For other herbs such as basil, will perform best on a bright and sunny windowsill and really can only go outside if we have another really hot summer. Think about using a galvanised trough to display your herbs on the window sill rather than a random collection of old saucers like the rest of us.

There is no shame in buying your herbs from the supermarket as ready grown plants particularly for basil as it will normally have at least 20 plants in the pot that can be split out and potted individually in 9cm pots and grown on the price for these herb pots is usually between £1 and £1.50 and you will find you get what you pay for I have found and extra 50p can make a huge difference in quality.

Many of these plants will have been forced on and had a rough journey to the supermarket so it is best to water them well when you get them home and cut them hard back to encourage new growth, which will need to be harvested regularly to keep the plants productive and don’t let them flower.
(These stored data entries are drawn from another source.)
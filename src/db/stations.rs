//! ステーションデータベース操作
//!
//! すべての読み書きは所有ユーザーでスコープされる。

use crate::common::error::ConsoleError;
use crate::types::station::Station;
use chrono::{DateTime, Utc};
use sqlx::SqlitePool;
use uuid::Uuid;

/// ステーションを登録
pub async fn create_station(pool: &SqlitePool, station: &Station) -> Result<(), ConsoleError> {
    sqlx::query(
        r#"
        INSERT INTO stations (
            id, user_id, name, base_url, api_key, models_path, chat_path,
            test_question, default_stream, default_timeout_secs, default_concurrency,
            is_active, created_at, updated_at
        ) VALUES (?, ?, ?, ?, ?, ?, ?, ?, ?, ?, ?, ?, ?, ?)
        "#,
    )
    .bind(station.id.to_string())
    .bind(station.user_id.to_string())
    .bind(&station.name)
    .bind(&station.base_url)
    .bind(&station.api_key)
    .bind(&station.models_path)
    .bind(&station.chat_path)
    .bind(&station.test_question)
    .bind(station.default_stream as i32)
    .bind(station.default_timeout_secs as i64)
    .bind(station.default_concurrency as i32)
    .bind(station.is_active as i32)
    .bind(station.created_at.to_rfc3339())
    .bind(station.updated_at.to_rfc3339())
    .execute(pool)
    .await
    .map_err(|e| ConsoleError::Database(format!("Failed to create station: {}", e)))?;

    Ok(())
}

/// 所有ユーザーのステーション一覧を取得
pub async fn list_stations(pool: &SqlitePool, user_id: Uuid) -> Result<Vec<Station>, ConsoleError> {
    let rows = sqlx::query_as::<_, StationRow>(
        r#"
        SELECT id, user_id, name, base_url, api_key, models_path, chat_path,
               test_question, default_stream, default_timeout_secs, default_concurrency,
               is_active, created_at, updated_at
        FROM stations
        WHERE user_id = ?
        ORDER BY created_at DESC
        "#,
    )
    .bind(user_id.to_string())
    .fetch_all(pool)
    .await
    .map_err(|e| ConsoleError::Database(format!("Failed to list stations: {}", e)))?;

    Ok(rows.into_iter().map(|r| r.into_station()).collect())
}

/// IDと所有ユーザーでステーションを取得
///
/// 他ユーザーのステーションはNotFound相当のNoneになる。
pub async fn get_station(
    pool: &SqlitePool,
    id: Uuid,
    user_id: Uuid,
) -> Result<Option<Station>, ConsoleError> {
    let row = sqlx::query_as::<_, StationRow>(
        r#"
        SELECT id, user_id, name, base_url, api_key, models_path, chat_path,
               test_question, default_stream, default_timeout_secs, default_concurrency,
               is_active, created_at, updated_at
        FROM stations
        WHERE id = ? AND user_id = ?
        "#,
    )
    .bind(id.to_string())
    .bind(user_id.to_string())
    .fetch_optional(pool)
    .await
    .map_err(|e| ConsoleError::Database(format!("Failed to get station: {}", e)))?;

    Ok(row.map(|r| r.into_station()))
}

/// ステーションを更新（所有ユーザーでスコープ）
pub async fn update_station(pool: &SqlitePool, station: &Station) -> Result<bool, ConsoleError> {
    let result = sqlx::query(
        r#"
        UPDATE stations SET
            name = ?, base_url = ?, api_key = ?, models_path = ?, chat_path = ?,
            test_question = ?, default_stream = ?, default_timeout_secs = ?,
            default_concurrency = ?, is_active = ?, updated_at = ?
        WHERE id = ? AND user_id = ?
        "#,
    )
    .bind(&station.name)
    .bind(&station.base_url)
    .bind(&station.api_key)
    .bind(&station.models_path)
    .bind(&station.chat_path)
    .bind(&station.test_question)
    .bind(station.default_stream as i32)
    .bind(station.default_timeout_secs as i64)
    .bind(station.default_concurrency as i32)
    .bind(station.is_active as i32)
    .bind(Utc::now().to_rfc3339())
    .bind(station.id.to_string())
    .bind(station.user_id.to_string())
    .execute(pool)
    .await
    .map_err(|e| ConsoleError::Database(format!("Failed to update station: {}", e)))?;

    Ok(result.rows_affected() > 0)
}

/// ステーションを削除（所有ユーザーでスコープ）
pub async fn delete_station(
    pool: &SqlitePool,
    id: Uuid,
    user_id: Uuid,
) -> Result<bool, ConsoleError> {
    let result = sqlx::query("DELETE FROM stations WHERE id = ? AND user_id = ?")
        .bind(id.to_string())
        .bind(user_id.to_string())
        .execute(pool)
        .await
        .map_err(|e| ConsoleError::Database(format!("Failed to delete station: {}", e)))?;

    Ok(result.rows_affected() > 0)
}

/// 全ステーション数を取得（管理者統計用）
pub async fn count_all(pool: &SqlitePool) -> Result<i64, ConsoleError> {
    sqlx::query_scalar("SELECT COUNT(*) FROM stations")
        .fetch_one(pool)
        .await
        .map_err(|e| ConsoleError::Database(format!("Failed to count stations: {}", e)))
}

// SQLiteからの行取得用の内部型
#[derive(sqlx::FromRow)]
struct StationRow {
    id: String,
    user_id: String,
    name: String,
    base_url: String,
    api_key: String,
    models_path: String,
    chat_path: String,
    test_question: String,
    default_stream: i32,
    default_timeout_secs: i64,
    default_concurrency: i32,
    is_active: i32,
    created_at: String,
    updated_at: String,
}

impl StationRow {
    fn into_station(self) -> Station {
        Station {
            id: Uuid::parse_str(&self.id).unwrap_or_default(),
            user_id: Uuid::parse_str(&self.user_id).unwrap_or_default(),
            name: self.name,
            base_url: self.base_url,
            api_key: self.api_key,
            models_path: self.models_path,
            chat_path: self.chat_path,
            test_question: self.test_question,
            default_stream: self.default_stream != 0,
            default_timeout_secs: self.default_timeout_secs.max(0) as u64,
            default_concurrency: self.default_concurrency.max(0) as u32,
            is_active: self.is_active != 0,
            created_at: parse_rfc3339(&self.created_at),
            updated_at: parse_rfc3339(&self.updated_at),
        }
    }
}

fn parse_rfc3339(s: &str) -> DateTime<Utc> {
    DateTime::parse_from_rfc3339(s)
        .map(|dt| dt.with_timezone(&Utc))
        .unwrap_or_else(|_| Utc::now())
}
//! Relayhub Server Entry Point

use clap::{Parser, Subcommand};
use relayhub::config::{get_database_url, get_env_with_fallback, get_env_with_fallback_or,
    get_env_with_fallback_parse};
use relayhub::db::settings::SettingsStorage;
use relayhub::{api, auth, db, logging, AppState};
use std::net::SocketAddr;
use tracing::info;

/// Relayhub - AI relay station management console
#[derive(Parser)]
#[command(name = "relayhub", version, about)]
struct Cli {
    #[command(subcommand)]
    command: Option<Commands>,
}

#[derive(Subcommand)]
enum Commands {
    /// Start the server
    Serve(ServeArgs),
}

#[derive(clap::Args)]
struct ServeArgs {
    /// Bind address
    #[arg(long, env = "RELAYHUB_HOST", default_value = "0.0.0.0")]
    host: String,

    /// Bind port
    #[arg(long, env = "RELAYHUB_PORT", default_value_t = 8080)]
    port: u16,
}

#[derive(Clone)]
struct ServerConfig {
    host: String,
    port: u16,
}

impl ServerConfig {
    fn from_env() -> Self {
        let host = get_env_with_fallback_or("RELAYHUB_HOST", "RELAYHUB_HOST", "0.0.0.0");
        let port = get_env_with_fallback_parse("RELAYHUB_PORT", "RELAYHUB_PORT", 8080);
        Self { host, port }
    }

    fn bind_addr(&self) -> String {
        format!("{}:{}", self.host, self.port)
    }
}

#[tokio::main]
async fn main() {
    let cli = Cli::parse();

    match cli.command {
        Some(Commands::Serve(args)) => {
            logging::init().expect("failed to initialize logging");
            let config = ServerConfig {
                host: args.host,
                port: args.port,
            };
            run_server(config).await;
        }
        None => {
            // サブコマンドなしはserveと同じ
            logging::init().expect("failed to initialize logging");
            run_server(ServerConfig::from_env()).await;
        }
    }
}

/// JWT秘密鍵を取得
///
/// 環境変数が未設定の場合はランダム生成する（その場合、再起動で
/// 既存セッションは無効になる）。
fn get_jwt_secret() -> String {
    match get_env_with_fallback("RELAYHUB_JWT_SECRET", "JWT_SECRET") {
        Some(secret) if !secret.is_empty() => secret,
        _ => {
            tracing::warn!(
                "RELAYHUB_JWT_SECRET not set, using a random secret (sessions will not survive restarts)"
            );
            auth::generate_random_token(64)
        }
    }
}

async fn run_server(config: ServerConfig) {
    info!("Relayhub v{}", env!("CARGO_PKG_VERSION"));

    // データベース接続プールを最初に作成（他コンポーネントが依存）
    let database_url = get_database_url();
    let db_pool = db::migrations::initialize_database(&database_url)
        .await
        .expect("Failed to initialize database");

    // システム設定の既定値を投入
    SettingsStorage::new(db_pool.clone())
        .seed_defaults()
        .await
        .expect("Failed to seed system settings");

    // 管理者が存在しない場合は作成
    auth::bootstrap::ensure_admin_exists(&db_pool)
        .await
        .expect("Failed to ensure admin exists");

    let jwt_secret = get_jwt_secret();
    info!("Authentication system initialized");

    // HTTPクライアント（接続プーリング有効）を作成
    let http_client = reqwest::Client::builder()
        .pool_max_idle_per_host(32)
        .pool_idle_timeout(std::time::Duration::from_secs(60))
        .tcp_keepalive(std::time::Duration::from_secs(30))
        .build()
        .expect("Failed to create HTTP client");

    let state = AppState {
        db_pool,
        jwt_secret,
        http_client,
    };

    let app = api::create_app(state);

    let bind_addr = config.bind_addr();
    let listener = tokio::net::TcpListener::bind(&bind_addr)
        .await
        .expect("Failed to bind to address");

    info!("Relayhub server listening on {}", bind_addr);

    axum::serve(
        listener,
        app.into_make_service_with_connect_info::<SocketAddr>(),
    )
    .with_graceful_shutdown(shutdown_signal())
    .await
    .expect("Server error");

    info!("Server shutdown complete");
}

/// シャットダウンシグナルを待機
async fn shutdown_signal() {
    let ctrl_c = async {
        tokio::signal::ctrl_c()
            .await
            .expect("failed to install Ctrl+C handler");
    };

    #[cfg(unix)]
    let terminate = async {
        tokio::signal::unix::signal(tokio::signal::unix::SignalKind::terminate())
            .expect("failed to install signal handler")
            .recv()
            .await;
    };

    #[cfg(not(unix))]
    let terminate = std::future::pending::<()>();

    tokio::select! {
        _ = ctrl_c => {
            info!("Received Ctrl+C, shutting down...");
        }
        _ = terminate => {
            info!("Received SIGTERM, shutting down...");
        }
    }
}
Although basil likes warm conditions it also needs to be kept well-watered and feed every two week with a high nitrogen feed not a tomato fertiliser as this encourages flowering.

With other perennial herbs like mint, sage, thyme and rosemary I like to grow these in large pots outside but with the flexibility to move them around either for outdoor cooking or to promote better growth from the plants. Rosemary and Sage need to be in sunny positions to do well and need a free draining soil as they will not do well if left to soak. Mint on the other hand likes sun but also needs lots of moisture and will do well planted in a bucket with only a few drainage holes this also helps to keep it under control. These herbs unlike to seed raised annuals will need to be cut back in spring to encourage new growth and definitely by grown plants from the supermarket or garden centre.

 

Jobs for this week in the garden.

Now the weather has improved it is a good time to mow the lawn on a dry day.

Cut back Cronus (dogwood) and Salix (willow) grown for colourful winter stems.

Sow hardy annuals such as calendula, poppy and corn flowers in prepared soil.